**EXERCISE DIRECTIONS:** Provide the number of lines in the entries below containing "enum", with no further words.

**DATA EXTRACT:**
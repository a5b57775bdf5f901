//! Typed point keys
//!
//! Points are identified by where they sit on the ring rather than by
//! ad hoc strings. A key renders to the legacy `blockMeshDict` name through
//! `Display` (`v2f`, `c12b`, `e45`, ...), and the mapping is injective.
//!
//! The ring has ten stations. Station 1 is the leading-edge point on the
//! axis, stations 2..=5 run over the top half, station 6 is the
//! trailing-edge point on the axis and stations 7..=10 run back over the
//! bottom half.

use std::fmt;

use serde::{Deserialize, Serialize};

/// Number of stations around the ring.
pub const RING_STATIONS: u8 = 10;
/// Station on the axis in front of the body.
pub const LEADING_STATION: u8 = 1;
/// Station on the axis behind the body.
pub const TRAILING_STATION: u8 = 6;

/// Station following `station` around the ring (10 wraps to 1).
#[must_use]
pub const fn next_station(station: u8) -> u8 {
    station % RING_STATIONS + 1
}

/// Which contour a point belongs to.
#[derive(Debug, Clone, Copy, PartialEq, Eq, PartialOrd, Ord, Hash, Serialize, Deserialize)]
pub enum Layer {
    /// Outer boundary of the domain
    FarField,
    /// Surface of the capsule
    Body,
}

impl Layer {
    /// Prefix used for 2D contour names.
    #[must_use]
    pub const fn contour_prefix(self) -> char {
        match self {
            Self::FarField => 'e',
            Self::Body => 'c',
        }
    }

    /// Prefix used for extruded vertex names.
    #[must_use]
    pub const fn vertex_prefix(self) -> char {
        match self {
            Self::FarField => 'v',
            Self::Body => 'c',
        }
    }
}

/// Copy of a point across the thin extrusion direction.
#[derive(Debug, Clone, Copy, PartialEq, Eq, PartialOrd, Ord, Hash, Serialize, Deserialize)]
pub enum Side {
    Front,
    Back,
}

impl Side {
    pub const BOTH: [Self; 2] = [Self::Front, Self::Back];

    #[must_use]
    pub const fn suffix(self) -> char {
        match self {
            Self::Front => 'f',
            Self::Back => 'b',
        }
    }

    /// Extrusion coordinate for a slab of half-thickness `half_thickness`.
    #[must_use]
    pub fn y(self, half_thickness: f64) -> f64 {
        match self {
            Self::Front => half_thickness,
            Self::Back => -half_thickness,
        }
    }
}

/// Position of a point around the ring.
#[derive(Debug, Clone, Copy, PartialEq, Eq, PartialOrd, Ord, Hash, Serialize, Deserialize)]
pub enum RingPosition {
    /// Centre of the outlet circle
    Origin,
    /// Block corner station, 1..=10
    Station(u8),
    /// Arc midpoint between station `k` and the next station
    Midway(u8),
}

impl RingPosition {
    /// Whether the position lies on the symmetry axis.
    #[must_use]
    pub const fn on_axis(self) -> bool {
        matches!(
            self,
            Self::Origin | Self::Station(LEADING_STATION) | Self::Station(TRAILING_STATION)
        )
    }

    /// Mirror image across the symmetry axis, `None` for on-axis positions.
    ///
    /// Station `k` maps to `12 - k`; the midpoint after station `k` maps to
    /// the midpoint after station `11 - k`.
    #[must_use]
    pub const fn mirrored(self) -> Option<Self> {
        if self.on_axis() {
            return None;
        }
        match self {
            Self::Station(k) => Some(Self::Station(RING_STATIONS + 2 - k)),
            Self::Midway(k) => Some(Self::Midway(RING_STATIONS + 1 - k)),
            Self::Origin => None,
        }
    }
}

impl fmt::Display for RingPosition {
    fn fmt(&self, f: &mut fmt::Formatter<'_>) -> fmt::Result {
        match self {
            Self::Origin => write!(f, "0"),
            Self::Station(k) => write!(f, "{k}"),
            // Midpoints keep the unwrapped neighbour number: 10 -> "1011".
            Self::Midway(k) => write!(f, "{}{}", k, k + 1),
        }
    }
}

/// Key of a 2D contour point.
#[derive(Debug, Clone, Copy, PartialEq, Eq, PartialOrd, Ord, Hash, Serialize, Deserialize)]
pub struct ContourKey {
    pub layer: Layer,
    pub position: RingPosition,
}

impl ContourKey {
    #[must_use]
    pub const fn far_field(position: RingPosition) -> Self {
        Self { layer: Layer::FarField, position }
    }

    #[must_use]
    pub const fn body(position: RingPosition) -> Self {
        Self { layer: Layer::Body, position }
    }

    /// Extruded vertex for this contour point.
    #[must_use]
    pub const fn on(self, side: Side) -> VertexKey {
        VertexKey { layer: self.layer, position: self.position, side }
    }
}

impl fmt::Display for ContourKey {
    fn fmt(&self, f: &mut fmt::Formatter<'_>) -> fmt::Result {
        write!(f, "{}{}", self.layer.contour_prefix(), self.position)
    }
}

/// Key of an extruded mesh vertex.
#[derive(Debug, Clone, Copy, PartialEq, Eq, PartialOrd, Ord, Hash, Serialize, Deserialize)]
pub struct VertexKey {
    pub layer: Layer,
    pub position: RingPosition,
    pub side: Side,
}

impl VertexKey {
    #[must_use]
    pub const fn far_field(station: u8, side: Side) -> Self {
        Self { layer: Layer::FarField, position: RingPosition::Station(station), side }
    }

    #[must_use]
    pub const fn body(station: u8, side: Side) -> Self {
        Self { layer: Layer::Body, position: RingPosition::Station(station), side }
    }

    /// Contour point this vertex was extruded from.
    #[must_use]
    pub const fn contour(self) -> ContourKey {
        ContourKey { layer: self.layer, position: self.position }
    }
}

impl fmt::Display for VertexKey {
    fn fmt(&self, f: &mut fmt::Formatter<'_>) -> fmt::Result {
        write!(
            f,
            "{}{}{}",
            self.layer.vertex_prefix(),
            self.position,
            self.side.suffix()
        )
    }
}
---
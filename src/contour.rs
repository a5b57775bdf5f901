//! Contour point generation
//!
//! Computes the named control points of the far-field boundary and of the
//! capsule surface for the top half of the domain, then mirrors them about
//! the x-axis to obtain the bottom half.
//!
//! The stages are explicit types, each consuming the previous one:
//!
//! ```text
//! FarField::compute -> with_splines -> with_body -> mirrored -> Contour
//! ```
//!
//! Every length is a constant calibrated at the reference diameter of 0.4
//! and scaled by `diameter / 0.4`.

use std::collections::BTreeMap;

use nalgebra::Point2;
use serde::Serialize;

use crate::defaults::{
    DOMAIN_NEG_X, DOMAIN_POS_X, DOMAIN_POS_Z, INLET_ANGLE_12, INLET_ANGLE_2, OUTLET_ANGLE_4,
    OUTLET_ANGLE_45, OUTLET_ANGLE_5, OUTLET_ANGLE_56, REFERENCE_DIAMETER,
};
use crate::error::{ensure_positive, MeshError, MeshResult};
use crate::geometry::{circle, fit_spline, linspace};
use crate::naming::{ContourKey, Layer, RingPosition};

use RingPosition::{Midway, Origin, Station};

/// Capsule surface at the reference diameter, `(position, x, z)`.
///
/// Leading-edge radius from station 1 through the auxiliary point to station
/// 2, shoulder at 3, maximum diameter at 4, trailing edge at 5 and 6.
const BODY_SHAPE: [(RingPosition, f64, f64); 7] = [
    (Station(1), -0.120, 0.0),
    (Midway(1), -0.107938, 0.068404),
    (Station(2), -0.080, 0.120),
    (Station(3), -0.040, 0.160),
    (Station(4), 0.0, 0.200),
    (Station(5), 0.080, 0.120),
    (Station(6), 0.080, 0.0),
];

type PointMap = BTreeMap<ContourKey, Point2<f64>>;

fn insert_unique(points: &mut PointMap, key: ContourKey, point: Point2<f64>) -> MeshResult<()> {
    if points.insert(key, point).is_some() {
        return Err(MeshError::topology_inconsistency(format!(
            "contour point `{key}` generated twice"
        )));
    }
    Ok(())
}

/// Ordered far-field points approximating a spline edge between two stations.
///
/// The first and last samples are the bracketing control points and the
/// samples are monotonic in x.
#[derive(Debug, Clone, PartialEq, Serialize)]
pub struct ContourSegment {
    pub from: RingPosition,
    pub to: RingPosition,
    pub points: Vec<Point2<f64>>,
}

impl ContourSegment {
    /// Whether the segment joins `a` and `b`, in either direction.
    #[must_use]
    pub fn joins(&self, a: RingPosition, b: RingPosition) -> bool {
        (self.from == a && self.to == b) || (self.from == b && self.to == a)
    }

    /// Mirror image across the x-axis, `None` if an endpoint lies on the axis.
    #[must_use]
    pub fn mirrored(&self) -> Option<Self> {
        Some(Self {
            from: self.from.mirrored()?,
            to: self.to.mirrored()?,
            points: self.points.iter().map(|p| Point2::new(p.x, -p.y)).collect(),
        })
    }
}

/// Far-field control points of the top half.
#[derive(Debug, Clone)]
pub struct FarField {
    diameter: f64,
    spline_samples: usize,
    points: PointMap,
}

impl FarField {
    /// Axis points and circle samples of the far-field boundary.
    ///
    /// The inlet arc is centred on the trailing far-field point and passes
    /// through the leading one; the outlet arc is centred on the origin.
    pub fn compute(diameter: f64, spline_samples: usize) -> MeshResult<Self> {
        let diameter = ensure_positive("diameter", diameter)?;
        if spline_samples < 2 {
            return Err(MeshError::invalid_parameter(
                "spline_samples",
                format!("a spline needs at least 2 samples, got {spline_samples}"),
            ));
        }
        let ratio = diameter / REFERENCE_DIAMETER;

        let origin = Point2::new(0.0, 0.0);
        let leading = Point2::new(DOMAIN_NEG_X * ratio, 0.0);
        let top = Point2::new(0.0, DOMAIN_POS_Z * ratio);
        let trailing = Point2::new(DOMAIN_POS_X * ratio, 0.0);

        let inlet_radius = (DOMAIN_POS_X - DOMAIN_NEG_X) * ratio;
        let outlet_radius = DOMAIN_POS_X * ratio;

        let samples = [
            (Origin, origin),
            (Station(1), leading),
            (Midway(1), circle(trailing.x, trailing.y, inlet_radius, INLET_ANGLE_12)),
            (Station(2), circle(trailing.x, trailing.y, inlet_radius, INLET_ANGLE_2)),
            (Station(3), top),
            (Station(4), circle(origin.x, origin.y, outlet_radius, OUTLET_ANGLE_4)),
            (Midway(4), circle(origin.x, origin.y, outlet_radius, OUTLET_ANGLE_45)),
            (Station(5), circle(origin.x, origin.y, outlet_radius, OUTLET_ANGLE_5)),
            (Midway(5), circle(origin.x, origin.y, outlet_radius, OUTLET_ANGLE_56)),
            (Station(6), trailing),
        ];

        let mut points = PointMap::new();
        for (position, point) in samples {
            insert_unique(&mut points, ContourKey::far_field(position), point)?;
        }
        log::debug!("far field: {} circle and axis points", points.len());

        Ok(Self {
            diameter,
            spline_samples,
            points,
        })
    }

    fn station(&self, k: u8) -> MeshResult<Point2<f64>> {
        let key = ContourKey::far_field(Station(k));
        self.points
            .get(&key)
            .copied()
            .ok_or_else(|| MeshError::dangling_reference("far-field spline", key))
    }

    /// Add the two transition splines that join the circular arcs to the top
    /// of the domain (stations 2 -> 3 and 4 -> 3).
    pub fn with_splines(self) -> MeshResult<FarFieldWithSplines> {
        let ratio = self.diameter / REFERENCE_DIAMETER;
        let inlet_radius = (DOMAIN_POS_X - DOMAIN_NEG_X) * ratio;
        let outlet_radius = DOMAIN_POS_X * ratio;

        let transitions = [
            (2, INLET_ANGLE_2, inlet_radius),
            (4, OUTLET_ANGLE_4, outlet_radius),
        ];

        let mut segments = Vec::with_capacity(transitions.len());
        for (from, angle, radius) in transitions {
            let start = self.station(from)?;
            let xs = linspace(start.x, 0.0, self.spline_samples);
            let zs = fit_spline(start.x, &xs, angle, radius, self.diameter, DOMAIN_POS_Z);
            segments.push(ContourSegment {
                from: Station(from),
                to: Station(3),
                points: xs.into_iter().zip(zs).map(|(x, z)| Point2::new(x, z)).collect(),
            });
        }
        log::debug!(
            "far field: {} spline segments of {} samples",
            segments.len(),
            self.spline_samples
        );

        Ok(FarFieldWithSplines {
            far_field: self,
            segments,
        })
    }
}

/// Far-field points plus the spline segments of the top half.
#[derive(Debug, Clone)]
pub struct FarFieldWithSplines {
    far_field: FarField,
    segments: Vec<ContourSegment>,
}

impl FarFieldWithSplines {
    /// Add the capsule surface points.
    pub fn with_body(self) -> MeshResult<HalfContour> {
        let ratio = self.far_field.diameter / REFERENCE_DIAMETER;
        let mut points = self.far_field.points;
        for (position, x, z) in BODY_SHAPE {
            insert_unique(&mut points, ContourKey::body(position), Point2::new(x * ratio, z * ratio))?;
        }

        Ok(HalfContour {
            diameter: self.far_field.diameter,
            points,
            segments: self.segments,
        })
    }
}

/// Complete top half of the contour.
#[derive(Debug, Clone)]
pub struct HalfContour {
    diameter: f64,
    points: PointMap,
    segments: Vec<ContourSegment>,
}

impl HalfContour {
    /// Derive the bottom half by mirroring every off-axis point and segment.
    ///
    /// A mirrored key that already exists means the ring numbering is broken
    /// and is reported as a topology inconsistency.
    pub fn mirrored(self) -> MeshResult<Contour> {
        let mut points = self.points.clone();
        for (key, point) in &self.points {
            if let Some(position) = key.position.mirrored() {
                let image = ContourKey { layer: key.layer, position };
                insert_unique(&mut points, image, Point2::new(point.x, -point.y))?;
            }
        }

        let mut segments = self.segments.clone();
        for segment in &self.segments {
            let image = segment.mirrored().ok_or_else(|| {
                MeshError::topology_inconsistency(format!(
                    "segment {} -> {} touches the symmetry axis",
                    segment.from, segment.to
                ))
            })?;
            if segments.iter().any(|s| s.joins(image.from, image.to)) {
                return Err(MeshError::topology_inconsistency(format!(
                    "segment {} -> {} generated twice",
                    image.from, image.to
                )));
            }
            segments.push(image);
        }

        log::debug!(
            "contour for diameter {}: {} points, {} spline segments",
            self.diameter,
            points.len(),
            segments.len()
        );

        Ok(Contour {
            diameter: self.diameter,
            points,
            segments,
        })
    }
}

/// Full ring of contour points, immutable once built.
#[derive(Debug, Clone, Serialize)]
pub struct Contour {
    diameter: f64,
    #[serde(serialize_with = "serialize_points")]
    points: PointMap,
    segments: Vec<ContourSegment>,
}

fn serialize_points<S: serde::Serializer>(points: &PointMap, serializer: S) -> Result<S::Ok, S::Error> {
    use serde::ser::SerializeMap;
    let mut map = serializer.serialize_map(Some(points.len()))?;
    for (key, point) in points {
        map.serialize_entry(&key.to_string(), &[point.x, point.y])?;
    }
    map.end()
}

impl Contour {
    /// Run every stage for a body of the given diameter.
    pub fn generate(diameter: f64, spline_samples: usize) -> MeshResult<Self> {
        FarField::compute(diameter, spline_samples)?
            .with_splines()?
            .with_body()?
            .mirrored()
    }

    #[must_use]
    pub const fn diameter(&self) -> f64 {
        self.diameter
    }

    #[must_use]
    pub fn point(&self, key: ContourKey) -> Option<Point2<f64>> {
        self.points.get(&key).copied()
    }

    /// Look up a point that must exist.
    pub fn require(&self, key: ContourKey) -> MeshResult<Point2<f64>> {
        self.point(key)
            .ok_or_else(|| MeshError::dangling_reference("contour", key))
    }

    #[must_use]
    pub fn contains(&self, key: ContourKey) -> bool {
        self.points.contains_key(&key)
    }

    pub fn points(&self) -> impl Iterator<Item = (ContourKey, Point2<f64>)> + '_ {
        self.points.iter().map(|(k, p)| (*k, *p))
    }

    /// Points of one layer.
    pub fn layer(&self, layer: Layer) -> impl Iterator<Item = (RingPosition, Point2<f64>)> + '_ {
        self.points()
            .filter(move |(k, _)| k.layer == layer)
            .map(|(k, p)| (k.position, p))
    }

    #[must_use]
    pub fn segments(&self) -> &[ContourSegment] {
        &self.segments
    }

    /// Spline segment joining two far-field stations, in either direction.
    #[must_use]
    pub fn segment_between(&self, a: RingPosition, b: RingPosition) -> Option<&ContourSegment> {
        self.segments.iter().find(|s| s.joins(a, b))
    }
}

**WRITTEN RESPONSE:** 3